◆ What the exercise asks ◆
Search the material for the string "index", then return every line where it is found.

━━━━━━━━━━━━━━━━━━━━━━━━━━━━━━

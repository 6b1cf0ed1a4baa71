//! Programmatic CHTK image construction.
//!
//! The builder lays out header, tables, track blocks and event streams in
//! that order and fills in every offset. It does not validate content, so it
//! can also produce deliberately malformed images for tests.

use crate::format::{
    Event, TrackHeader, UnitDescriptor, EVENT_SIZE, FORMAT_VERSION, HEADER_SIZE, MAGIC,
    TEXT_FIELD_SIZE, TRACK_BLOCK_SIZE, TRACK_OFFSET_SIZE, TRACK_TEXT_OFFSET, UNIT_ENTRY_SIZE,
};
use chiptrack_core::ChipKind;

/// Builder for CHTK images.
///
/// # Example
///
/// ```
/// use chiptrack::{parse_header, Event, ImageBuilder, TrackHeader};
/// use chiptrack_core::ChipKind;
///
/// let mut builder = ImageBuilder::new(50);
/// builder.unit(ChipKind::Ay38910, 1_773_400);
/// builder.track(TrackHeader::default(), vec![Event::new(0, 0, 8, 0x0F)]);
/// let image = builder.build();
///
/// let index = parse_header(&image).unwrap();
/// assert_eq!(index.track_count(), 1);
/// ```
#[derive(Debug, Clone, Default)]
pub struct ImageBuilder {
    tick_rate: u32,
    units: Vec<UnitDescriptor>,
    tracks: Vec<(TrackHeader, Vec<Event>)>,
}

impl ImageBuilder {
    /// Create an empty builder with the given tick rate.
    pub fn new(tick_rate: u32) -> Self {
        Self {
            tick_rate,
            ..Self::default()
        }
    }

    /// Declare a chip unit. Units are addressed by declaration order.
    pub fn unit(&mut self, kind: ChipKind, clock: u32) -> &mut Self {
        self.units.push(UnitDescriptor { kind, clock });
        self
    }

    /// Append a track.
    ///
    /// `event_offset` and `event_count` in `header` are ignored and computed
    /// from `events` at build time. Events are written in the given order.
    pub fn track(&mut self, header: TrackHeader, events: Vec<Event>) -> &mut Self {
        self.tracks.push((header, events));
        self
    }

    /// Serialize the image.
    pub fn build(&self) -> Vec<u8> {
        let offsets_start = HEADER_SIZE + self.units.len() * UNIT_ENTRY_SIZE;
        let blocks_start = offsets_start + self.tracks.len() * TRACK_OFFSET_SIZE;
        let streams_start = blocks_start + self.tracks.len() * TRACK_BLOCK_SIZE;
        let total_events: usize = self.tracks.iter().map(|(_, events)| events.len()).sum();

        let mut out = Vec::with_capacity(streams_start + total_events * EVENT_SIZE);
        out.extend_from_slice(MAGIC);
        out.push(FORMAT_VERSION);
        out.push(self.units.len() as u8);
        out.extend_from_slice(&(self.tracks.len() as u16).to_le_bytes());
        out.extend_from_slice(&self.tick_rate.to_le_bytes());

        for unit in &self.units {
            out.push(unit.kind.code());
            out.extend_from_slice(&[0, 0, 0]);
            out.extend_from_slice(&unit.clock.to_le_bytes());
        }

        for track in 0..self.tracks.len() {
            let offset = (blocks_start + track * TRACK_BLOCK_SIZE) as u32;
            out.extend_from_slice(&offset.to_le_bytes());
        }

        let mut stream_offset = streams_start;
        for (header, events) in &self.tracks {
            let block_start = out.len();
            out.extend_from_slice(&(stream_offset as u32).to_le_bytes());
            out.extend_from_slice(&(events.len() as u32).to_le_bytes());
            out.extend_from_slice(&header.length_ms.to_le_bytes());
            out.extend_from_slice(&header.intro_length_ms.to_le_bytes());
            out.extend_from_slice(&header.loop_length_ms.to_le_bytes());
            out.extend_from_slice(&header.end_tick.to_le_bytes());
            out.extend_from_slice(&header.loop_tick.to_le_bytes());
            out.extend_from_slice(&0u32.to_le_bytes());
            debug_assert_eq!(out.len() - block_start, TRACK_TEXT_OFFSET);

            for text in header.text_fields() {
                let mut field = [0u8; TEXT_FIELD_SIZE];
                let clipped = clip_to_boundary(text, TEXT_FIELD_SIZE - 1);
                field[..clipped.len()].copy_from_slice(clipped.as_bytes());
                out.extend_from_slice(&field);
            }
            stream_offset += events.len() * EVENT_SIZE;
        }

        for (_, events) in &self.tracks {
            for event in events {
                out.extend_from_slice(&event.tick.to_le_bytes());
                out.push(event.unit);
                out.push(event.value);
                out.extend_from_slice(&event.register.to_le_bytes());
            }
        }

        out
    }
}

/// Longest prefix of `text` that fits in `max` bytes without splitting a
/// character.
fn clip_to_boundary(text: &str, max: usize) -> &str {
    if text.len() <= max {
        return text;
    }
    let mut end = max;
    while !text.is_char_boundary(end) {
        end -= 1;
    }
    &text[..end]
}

━━━━━━━━━━━━━━━━━━━━━━━━━━━━━━

◆ Solution for this problem ◆
/// let index = parse_header(&image).unwrap();
/// assert_eq!(index.track_count(), 1);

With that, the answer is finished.